◆ REQUIREMENT ◆
Copy out the data line by line exactly, from its start to the line bearing "cells per second", inclusive.

◆ Items from a data source ◆
//! Game state module - the per-game simulation
//!
//! `GameState` owns the field, the falling piece, the next and hold slots and
//! the piece generator, and runs the per-tick state machine:
//!
//! | Falling piece | Timer | Effect |
//! |---------------|-------|--------|
//! | none | - | spawn the queued next piece |
//! | active | > 0 after subtracting the tick delta | nothing |
//! | active, can fall | <= 0 | move down one row, reset timer |
//! | active, cannot fall | <= 0 | lock, clear rows, spawn next |
//!
//! At most one automatic step happens per tick: the timer is reset to a full
//! fall period as soon as it expires, whatever the delta was.
//!
//! Invalid operations (blocked moves, a second hold before a lock, commands
//! after game over) are no-ops. Every observable change is queued as a
//! [`GameEvent`]; the owner drains the queue after each operation.

use std::fmt;

use tracing::{debug, info, warn};

use crate::events::GameEvent;
use crate::falling::FallingPiece;
use crate::field::Field;
use crate::rng::{PieceSource, RandomBagGenerator};
use crate::snapshot::GameSnapshot;
use crate::types::{Command, PieceKind, Rotation, MS_PER_SECOND};

/// Result of one [`GameState::update`]
#[derive(Debug, Clone, Copy, PartialEq, Eq, Default)]
pub struct TickOutcome {
    /// The field changed during this tick (a snapshot was queued)
    pub dirty: bool,
    /// The game ended during this tick
    pub game_over: bool,
    /// Rows removed by a lock during this tick
    pub cleared_rows: usize,
}

pub struct GameState {
    field: Field,
    falling: FallingPiece,
    next_piece: PieceKind,
    hold_piece: Option<PieceKind>,
    /// Set by a hold, cleared by the next lock or spawn from an empty slot
    hold_lock: bool,
    over: bool,
    /// Automatic fall rate in cells per second
    fall_speed: f64,
    source: Box<dyn PieceSource>,
    events: Vec<GameEvent>,
    lines_cleared: u64,
    pieces_locked: u64,
    ticks: u64,
}

impl fmt::Debug for GameState {
    fn fmt(&self, f: &mut fmt::Formatter<'_>) -> fmt::Result {
        f.debug_struct("GameState")
            .field("field", &self.field)
            .field("falling", &self.falling)
            .field("next_piece", &self.next_piece)
            .field("hold_piece", &self.hold_piece)
            .field("hold_lock", &self.hold_lock)
            .field("over", &self.over)
            .field("fall_speed", &self.fall_speed)
            .field("pending_events", &self.events.len())
            .finish_non_exhaustive()
    }
}

impl GameState {
    /// Empty `width` x `height` field fed by a seeded 7-bag generator
    pub fn new(width: usize, height: usize, fall_speed: f64, seed: u32) -> Self {
        Self::with_source(
            Field::new(width, height),
            fall_speed,
            Box::new(RandomBagGenerator::new(seed)),
        )
    }

    /// Start from an existing field and piece source
    ///
    /// The next slot is filled immediately; no piece is falling until the
    /// first [`update`](Self::update).
    pub fn with_source(field: Field, fall_speed: f64, mut source: Box<dyn PieceSource>) -> Self {
        let next_piece = source.next_piece();
        Self {
            field,
            falling: FallingPiece::default(),
            next_piece,
            hold_piece: None,
            hold_lock: false,
            over: false,
            fall_speed,
            source,
            events: Vec::new(),
            lines_cleared: 0,
            pieces_locked: 0,
            ticks: 0,
        }
    }

    pub fn field(&self) -> &Field {
        &self.field
    }

    pub fn falling_piece(&self) -> &FallingPiece {
        &self.falling
    }

    pub fn next_piece(&self) -> PieceKind {
        self.next_piece
    }

    pub fn hold_piece(&self) -> Option<PieceKind> {
        self.hold_piece
    }

    pub fn hold_locked(&self) -> bool {
        self.hold_lock
    }

    pub fn is_over(&self) -> bool {
        self.over
    }

    /// Total rows cleared since the game began
    pub fn lines_cleared(&self) -> u64 {
        self.lines_cleared
    }

    pub fn pieces_locked(&self) -> u64 {
        self.pieces_locked
    }

    /// Updates that ran (updates after game over are not counted)
    pub fn tick_count(&self) -> u64 {
        self.ticks
    }

    /// Events queued since the last drain, oldest first
    pub fn pending_events(&self) -> &[GameEvent] {
        &self.events
    }

    /// Take all queued events, oldest first
    pub fn drain_events(&mut self) -> Vec<GameEvent> {
        std::mem::take(&mut self.events)
    }

    pub fn snapshot(&self) -> GameSnapshot {
        GameSnapshot {
            field: self.field.snapshot(),
            falling_piece: self.falling.snapshot(),
            next_piece: self.next_piece,
            hold_piece: self.hold_piece,
            hold_locked: self.hold_lock,
            over: self.over,
            lines_cleared: self.lines_cleared,
            pieces_locked: self.pieces_locked,
        }
    }

    fn publish_falling_piece(&mut self) {
        self.events.push(GameEvent::FallingPieceUpdate {
            falling_piece: self.falling.snapshot(),
            piece_display: self.falling.display(),
        });
    }

    /// Whether the falling piece would fit after the given deltas
    pub fn can_move(&self, dr: i32, dx: i32, dy: i32) -> bool {
        self.falling.fits(&self.field, dr, dx, dy)
    }

    /// Apply the deltas if the result fits; returns whether the piece moved
    pub fn move_piece(&mut self, dr: i32, dx: i32, dy: i32) -> bool {
        if !self.can_move(dr, dx, dy) {
            return false;
        }

        self.falling.rotation = self.falling.rotation.offset(dr);
        self.falling.x += dx;
        self.falling.y += dy;
        self.publish_falling_piece();
        true
    }

    /// Milliseconds per automatic step at the configured fall speed
    pub fn fall_timer(&self) -> i32 {
        (MS_PER_SECOND / self.fall_speed) as i32
    }

    fn reset_falling_piece(&mut self) {
        self.falling.x = self.field.center_x();
        self.falling.y = 0;
        self.falling.rotation = Rotation::North;
        self.falling.fall_timer = self.fall_timer();
        self.publish_falling_piece();
    }

    /// Make `kind` the falling piece at the spawn position
    ///
    /// Overlap at the spawn position is not checked here; game over detection
    /// after a lock handles it.
    pub fn spawn(&mut self, kind: PieceKind) {
        self.falling.piece = Some(kind);
        self.reset_falling_piece();
    }

    /// Spawn the queued next piece and refill the next slot from the generator
    pub fn advance_next(&mut self) {
        let kind = self.next_piece;
        self.spawn(kind);
        self.next_piece = self.source.next_piece();
        self.events.push(GameEvent::NextPieceUpdate {
            piece: self.next_piece,
        });
    }

    /// Write the falling piece into the field, clear full rows and spawn the
    /// next piece; returns the number of rows cleared
    fn lock(&mut self) -> usize {
        if let Some(kind) = self.falling.piece {
            let (rotation, x, y) = (self.falling.rotation, self.falling.x, self.falling.y);
            if !self.field.put_piece(kind, rotation, x, y) {
                warn!(piece = kind.as_str(), x, y, "locked piece overlaps the field");
            }
            self.pieces_locked += 1;
        }

        let cleared = self.field.clear_full_rows();
        if cleared > 0 {
            self.lines_cleared += cleared as u64;
            debug!(cleared, total = self.lines_cleared, "rows cleared");
        }

        self.advance_next();
        self.hold_lock = false;
        cleared
    }

    /// Advance the falling piece by `delta` ms; returns (rows cleared, game over)
    fn update_falling(&mut self, delta: i32) -> (usize, bool) {
        if !self.falling.is_active() {
            self.advance_next();
            self.hold_lock = false;
            return (0, false);
        }

        self.falling.fall_timer = self.falling.fall_timer.saturating_sub(delta);
        if self.falling.fall_timer > 0 {
            return (0, false);
        }

        self.falling.fall_timer = self.fall_timer();
        if self.move_piece(0, 0, 1) {
            return (0, false);
        }

        let cleared = self.lock();
        let boxed_in =
            !self.can_move(0, 0, 1) && !self.can_move(0, 1, 0) && !self.can_move(0, -1, 0);
        (cleared, boxed_in)
    }

    /// Run one tick of `delta_ms` milliseconds
    ///
    /// No-op once the game is over. Queues a field snapshot when the field
    /// changed and a game over event the tick the game ends.
    pub fn update(&mut self, delta_ms: u32) -> TickOutcome {
        if self.over {
            return TickOutcome::default();
        }

        self.ticks += 1;
        let delta = i32::try_from(delta_ms).unwrap_or(i32::MAX);
        let (cleared_rows, game_over) = self.update_falling(delta);

        let dirty = self.field.is_dirty();
        if dirty {
            self.events.push(GameEvent::FieldUpdate {
                field: self.field.snapshot(),
            });
            self.field.clear_dirty();
        }

        if game_over {
            info!(
                lines = self.lines_cleared,
                pieces = self.pieces_locked,
                "game over"
            );
            self.events.push(GameEvent::GameOver);
        }
        self.over = game_over;

        TickOutcome {
            dirty,
            game_over,
            cleared_rows,
        }
    }

    /// Put the falling piece aside, or swap it with the held one
    ///
    /// Allowed once between locks. Swapping back a held piece does not draw
    /// from the generator; holding into an empty slot does.
    pub fn hold(&mut self) -> bool {
        let Some(current) = self.falling.piece else {
            return false;
        };
        if self.hold_lock {
            return false;
        }

        self.hold_lock = true;

        match self.hold_piece.replace(current) {
            Some(held) => {
                self.falling.piece = Some(held);
                self.reset_falling_piece();
            }
            None => self.advance_next(),
        }

        self.events.push(GameEvent::HoldPieceUpdate {
            piece: self.hold_piece,
        });
        true
    }

    /// Drop the falling piece to its lowest legal row and expire its timer
    ///
    /// Only positions the piece; the next tick performs the lock.
    pub fn hard_lock(&mut self) -> bool {
        if !self.falling.is_active() {
            return false;
        }

        let height = self.field.height() as i32;
        let mut dy = 0;
        while dy < height && self.can_move(0, 0, dy) {
            dy += 1;
        }

        self.falling.y += (dy - 1).max(0);
        self.falling.fall_timer = 0;
        self.publish_falling_piece();
        true
    }

    /// Apply a command; returns whether the game state changed
    pub fn apply(&mut self, command: Command) -> bool {
        if self.over {
            return false;
        }

        match command {
            Command::MoveLeft => self.move_piece(0, -1, 0),
            Command::MoveRight => self.move_piece(0, 1, 0),
            Command::SoftDrop => self.move_piece(0, 0, 1),
            Command::RotateCw => self.move_piece(1, 0, 0),
            Command::RotateCcw => self.move_piece(-1, 0, 0),
            Command::HardLock => self.hard_lock(),
            Command::Hold => self.hold(),
        }
    }

    /// Apply a command token; returns whether the token was understood
    pub fn command(&mut self, token: &str) -> bool {
        match Command::from_token(token) {
            Some(command) => {
                self.apply(command);
                true
            }
            None => false,
        }
    }
}

impl Default for GameState {
    fn default() -> Self {
        use crate::types::{DEFAULT_FALL_SPEED, DEFAULT_FIELD_HEIGHT, DEFAULT_FIELD_WIDTH};

        Self::new(DEFAULT_FIELD_WIDTH, DEFAULT_FIELD_HEIGHT, DEFAULT_FALL_SPEED, 1)
    }
}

◆ TASK OUTPUT ◆
//! Game state module - the per-game simulation
//!
//! `GameState` owns the field, the falling piece, the next and hold slots and
//! the piece generator, and runs the per-tick state machine:
//!
//! | Falling piece | Timer | Effect |
//! |---------------|-------|--------|
//! | none | - | spawn the queued next piece |
//! | active | > 0 after subtracting the tick delta | nothing |
//! | active, can fall | <= 0 | move down one row, reset timer |
//! | active, cannot fall | <= 0 | lock, clear rows, spawn next |
//!
//! At most one automatic step happens per tick: the timer is reset to a full
//! fall period as soon as it expires, whatever the delta was.
//!
//! Invalid operations (blocked moves, a second hold before a lock, commands
//! after game over) are no-ops. Every observable change is queued as a
//! [`GameEvent`]; the owner drains the queue after each operation.

use std::fmt;

use tracing::{debug, info, warn};

use crate::events::GameEvent;
use crate::falling::FallingPiece;
use crate::field::Field;
use crate::rng::{PieceSource, RandomBagGenerator};
use crate::snapshot::GameSnapshot;
use crate::types::{Command, PieceKind, Rotation, MS_PER_SECOND};

/// Result of one [`GameState::update`]
#[derive(Debug, Clone, Copy, PartialEq, Eq, Default)]
pub struct TickOutcome {
    /// The field changed during this tick (a snapshot was queued)
    pub dirty: bool,
    /// The game ended during this tick
    pub game_over: bool,
    /// Rows removed by a lock during this tick
    pub cleared_rows: usize,
}

pub struct GameState {
    field: Field,
    falling: FallingPiece,
    next_piece: PieceKind,
    hold_piece: Option<PieceKind>,
    /// Set by a hold, cleared by the next lock or spawn from an empty slot
    hold_lock: bool,
    over: bool,
    /// Automatic fall rate in cells per second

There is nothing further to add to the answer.